(Study material)
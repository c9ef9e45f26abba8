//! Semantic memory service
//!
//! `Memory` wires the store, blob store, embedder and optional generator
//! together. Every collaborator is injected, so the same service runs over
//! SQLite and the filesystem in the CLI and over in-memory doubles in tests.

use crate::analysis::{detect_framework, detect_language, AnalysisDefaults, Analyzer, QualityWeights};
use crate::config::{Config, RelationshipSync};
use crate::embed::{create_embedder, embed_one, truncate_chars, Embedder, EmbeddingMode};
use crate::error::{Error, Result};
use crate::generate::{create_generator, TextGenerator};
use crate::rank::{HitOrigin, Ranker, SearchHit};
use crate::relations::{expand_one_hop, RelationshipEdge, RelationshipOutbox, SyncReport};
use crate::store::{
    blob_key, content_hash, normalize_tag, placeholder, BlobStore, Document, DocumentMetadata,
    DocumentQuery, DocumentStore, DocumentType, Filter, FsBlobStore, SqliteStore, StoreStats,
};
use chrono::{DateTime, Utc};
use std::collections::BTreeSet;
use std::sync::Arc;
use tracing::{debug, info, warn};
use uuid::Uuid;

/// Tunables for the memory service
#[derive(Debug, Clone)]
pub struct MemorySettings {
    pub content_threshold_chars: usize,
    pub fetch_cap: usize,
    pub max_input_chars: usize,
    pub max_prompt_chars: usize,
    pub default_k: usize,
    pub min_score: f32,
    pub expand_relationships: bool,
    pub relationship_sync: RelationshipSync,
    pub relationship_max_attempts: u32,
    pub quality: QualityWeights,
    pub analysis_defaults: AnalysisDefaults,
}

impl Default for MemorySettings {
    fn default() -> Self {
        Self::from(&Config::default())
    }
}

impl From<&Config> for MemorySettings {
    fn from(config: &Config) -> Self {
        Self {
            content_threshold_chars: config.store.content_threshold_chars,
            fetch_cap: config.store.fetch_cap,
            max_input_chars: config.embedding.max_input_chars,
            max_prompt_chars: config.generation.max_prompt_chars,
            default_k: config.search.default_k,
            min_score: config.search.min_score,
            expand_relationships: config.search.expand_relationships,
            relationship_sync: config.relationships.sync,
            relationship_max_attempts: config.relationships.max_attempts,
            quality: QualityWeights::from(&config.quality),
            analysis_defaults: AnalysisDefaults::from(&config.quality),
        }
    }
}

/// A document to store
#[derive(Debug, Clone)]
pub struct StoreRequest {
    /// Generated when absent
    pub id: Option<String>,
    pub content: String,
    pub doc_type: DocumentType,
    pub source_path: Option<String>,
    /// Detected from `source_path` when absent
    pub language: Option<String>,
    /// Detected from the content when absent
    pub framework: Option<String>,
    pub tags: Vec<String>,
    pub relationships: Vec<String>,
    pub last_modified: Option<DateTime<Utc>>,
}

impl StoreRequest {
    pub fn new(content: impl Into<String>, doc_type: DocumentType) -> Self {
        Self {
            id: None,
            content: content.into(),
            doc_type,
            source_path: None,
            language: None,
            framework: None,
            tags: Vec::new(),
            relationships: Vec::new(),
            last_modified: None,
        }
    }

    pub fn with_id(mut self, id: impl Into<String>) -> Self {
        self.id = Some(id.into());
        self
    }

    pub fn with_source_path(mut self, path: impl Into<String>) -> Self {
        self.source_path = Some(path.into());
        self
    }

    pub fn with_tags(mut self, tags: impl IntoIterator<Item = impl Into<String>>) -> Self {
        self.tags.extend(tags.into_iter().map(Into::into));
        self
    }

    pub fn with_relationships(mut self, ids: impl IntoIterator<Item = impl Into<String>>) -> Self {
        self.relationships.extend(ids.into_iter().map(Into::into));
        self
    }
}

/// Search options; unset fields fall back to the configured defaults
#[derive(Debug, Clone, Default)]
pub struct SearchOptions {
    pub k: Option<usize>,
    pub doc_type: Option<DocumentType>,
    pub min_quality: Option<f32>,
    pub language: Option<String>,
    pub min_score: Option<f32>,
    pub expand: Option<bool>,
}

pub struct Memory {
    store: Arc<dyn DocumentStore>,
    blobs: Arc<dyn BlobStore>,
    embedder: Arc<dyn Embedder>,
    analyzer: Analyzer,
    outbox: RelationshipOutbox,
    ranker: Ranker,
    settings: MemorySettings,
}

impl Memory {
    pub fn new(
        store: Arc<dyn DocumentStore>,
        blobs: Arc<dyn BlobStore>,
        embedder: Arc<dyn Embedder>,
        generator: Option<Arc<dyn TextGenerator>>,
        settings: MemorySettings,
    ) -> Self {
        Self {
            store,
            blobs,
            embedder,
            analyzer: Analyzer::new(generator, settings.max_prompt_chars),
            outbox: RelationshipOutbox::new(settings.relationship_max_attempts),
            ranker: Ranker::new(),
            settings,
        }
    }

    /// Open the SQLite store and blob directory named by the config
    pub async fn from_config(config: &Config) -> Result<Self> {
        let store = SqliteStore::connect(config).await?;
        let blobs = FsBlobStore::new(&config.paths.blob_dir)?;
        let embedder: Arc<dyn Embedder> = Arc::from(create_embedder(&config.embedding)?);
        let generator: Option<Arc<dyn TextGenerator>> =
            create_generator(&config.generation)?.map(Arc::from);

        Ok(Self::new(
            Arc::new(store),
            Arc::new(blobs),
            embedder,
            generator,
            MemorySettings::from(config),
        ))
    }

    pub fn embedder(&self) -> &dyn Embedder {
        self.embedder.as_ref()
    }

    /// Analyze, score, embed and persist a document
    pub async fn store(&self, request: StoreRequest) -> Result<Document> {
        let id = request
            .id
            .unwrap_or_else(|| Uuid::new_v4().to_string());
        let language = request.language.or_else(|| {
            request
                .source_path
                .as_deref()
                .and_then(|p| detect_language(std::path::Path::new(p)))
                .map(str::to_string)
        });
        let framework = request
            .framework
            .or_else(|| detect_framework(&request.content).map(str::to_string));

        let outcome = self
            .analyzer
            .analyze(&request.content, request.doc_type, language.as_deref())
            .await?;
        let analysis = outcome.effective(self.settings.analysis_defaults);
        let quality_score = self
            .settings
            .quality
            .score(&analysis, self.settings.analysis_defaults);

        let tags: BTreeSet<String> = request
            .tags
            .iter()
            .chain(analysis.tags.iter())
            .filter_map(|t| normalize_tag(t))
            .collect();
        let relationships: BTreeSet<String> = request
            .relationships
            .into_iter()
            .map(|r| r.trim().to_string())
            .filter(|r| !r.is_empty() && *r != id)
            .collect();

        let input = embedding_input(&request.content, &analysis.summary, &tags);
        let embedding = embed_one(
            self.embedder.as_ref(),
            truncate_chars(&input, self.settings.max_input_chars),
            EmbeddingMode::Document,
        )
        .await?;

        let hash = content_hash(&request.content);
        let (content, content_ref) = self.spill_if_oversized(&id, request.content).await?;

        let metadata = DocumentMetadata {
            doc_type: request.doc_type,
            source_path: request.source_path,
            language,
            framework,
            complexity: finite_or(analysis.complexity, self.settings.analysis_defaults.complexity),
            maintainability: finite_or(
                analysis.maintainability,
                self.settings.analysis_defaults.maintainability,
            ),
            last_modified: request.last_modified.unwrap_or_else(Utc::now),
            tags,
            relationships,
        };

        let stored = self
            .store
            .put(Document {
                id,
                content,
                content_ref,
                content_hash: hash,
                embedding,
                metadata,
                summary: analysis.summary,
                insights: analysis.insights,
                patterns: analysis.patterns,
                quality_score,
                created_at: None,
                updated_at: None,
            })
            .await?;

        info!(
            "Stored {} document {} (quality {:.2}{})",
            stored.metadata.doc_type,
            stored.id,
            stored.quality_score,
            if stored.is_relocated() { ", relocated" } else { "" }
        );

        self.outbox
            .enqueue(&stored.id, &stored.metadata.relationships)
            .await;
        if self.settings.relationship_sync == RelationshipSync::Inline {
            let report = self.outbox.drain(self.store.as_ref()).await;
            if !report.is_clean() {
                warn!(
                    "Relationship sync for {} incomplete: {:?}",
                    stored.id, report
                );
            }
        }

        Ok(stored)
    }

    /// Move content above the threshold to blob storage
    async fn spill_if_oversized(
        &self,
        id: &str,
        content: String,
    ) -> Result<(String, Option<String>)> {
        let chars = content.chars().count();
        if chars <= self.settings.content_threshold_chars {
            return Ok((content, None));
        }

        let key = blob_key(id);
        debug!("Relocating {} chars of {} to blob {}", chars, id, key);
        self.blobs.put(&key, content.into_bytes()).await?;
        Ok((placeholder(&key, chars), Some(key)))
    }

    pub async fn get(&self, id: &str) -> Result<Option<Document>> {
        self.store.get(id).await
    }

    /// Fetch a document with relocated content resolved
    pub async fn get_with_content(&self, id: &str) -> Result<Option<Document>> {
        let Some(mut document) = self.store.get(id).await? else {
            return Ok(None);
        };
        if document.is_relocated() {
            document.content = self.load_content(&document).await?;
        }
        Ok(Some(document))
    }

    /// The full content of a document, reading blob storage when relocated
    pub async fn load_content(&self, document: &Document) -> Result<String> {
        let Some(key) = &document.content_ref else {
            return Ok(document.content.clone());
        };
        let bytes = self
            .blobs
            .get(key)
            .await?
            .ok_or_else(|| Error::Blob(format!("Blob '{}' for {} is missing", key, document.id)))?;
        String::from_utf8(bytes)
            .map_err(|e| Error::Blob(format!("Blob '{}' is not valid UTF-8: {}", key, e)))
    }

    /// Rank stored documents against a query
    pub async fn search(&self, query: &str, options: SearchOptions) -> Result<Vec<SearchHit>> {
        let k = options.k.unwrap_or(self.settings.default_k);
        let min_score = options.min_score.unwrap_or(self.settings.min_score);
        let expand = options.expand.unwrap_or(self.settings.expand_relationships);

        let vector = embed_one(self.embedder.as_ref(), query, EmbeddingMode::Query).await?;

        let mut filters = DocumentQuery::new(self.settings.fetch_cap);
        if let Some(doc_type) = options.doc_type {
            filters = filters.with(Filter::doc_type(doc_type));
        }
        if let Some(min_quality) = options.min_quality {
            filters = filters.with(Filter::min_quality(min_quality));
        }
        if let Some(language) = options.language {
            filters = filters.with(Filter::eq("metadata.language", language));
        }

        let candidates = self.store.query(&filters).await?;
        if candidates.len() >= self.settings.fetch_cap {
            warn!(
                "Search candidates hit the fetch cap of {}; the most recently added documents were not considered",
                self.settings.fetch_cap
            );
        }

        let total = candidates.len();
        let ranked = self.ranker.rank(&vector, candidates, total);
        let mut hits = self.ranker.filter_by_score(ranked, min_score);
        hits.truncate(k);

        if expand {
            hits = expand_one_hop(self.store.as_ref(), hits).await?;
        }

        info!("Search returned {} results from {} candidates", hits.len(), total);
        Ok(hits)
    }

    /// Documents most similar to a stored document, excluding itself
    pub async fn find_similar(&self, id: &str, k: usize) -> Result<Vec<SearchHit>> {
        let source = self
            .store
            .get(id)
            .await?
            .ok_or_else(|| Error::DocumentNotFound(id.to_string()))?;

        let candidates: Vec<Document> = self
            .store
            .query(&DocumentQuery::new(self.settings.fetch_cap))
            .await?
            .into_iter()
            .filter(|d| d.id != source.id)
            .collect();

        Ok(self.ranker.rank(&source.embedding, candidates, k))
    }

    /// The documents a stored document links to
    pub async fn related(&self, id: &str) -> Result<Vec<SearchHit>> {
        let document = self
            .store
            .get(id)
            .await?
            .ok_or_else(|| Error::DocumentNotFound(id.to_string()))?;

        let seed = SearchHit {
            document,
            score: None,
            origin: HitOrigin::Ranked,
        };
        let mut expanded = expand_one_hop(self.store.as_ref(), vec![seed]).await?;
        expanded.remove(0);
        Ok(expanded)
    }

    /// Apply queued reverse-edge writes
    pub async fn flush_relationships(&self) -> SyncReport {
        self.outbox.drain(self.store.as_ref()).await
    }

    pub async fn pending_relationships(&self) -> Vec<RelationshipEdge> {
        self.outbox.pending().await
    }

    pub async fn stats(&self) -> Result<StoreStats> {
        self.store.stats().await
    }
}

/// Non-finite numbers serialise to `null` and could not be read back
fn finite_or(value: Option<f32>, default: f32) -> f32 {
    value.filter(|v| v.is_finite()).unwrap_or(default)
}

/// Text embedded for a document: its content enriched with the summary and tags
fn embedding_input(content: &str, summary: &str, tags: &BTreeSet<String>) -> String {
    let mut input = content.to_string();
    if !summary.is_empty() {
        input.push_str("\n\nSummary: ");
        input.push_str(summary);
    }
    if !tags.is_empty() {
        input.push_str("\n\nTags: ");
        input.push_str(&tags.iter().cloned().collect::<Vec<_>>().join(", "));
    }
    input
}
(End Study material)
(Study material)
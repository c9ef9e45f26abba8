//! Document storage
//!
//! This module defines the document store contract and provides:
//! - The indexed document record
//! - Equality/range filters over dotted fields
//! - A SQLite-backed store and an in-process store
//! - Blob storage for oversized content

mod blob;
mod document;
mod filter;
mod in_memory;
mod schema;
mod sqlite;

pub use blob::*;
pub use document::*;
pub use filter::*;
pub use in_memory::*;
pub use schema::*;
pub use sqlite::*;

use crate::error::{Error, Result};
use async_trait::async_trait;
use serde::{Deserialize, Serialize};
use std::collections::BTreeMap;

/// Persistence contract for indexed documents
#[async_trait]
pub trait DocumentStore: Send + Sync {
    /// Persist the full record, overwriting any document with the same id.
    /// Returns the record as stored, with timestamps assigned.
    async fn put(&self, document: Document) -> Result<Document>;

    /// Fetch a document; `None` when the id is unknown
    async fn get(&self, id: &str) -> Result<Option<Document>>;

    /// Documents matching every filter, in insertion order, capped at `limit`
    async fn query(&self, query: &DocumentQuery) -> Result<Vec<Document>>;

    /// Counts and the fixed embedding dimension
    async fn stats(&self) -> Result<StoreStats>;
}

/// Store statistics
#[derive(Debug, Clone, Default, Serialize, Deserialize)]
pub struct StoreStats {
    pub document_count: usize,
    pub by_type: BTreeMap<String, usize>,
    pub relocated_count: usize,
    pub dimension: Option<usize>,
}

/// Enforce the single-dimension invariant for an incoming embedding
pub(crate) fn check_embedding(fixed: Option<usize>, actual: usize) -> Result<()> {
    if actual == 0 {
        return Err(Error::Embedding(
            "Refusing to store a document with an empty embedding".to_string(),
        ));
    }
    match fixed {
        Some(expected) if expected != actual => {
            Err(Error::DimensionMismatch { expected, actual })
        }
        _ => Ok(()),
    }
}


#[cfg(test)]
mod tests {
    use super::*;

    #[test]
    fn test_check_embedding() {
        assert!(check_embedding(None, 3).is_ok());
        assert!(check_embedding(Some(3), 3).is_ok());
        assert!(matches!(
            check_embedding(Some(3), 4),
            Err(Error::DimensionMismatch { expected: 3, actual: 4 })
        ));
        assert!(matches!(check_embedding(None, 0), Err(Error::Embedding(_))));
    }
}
(End Study material)
» **Task to carry out**: Report the lines above that have the word "BTreeSet" in them.

» **Task response**:
use std::collections::BTreeSet;
        let tags: BTreeSet<String> = request
        let relationships: BTreeSet<String> = request
fn embedding_input(content: &str, summary: &str, tags: &BTreeSet<String>) -> String {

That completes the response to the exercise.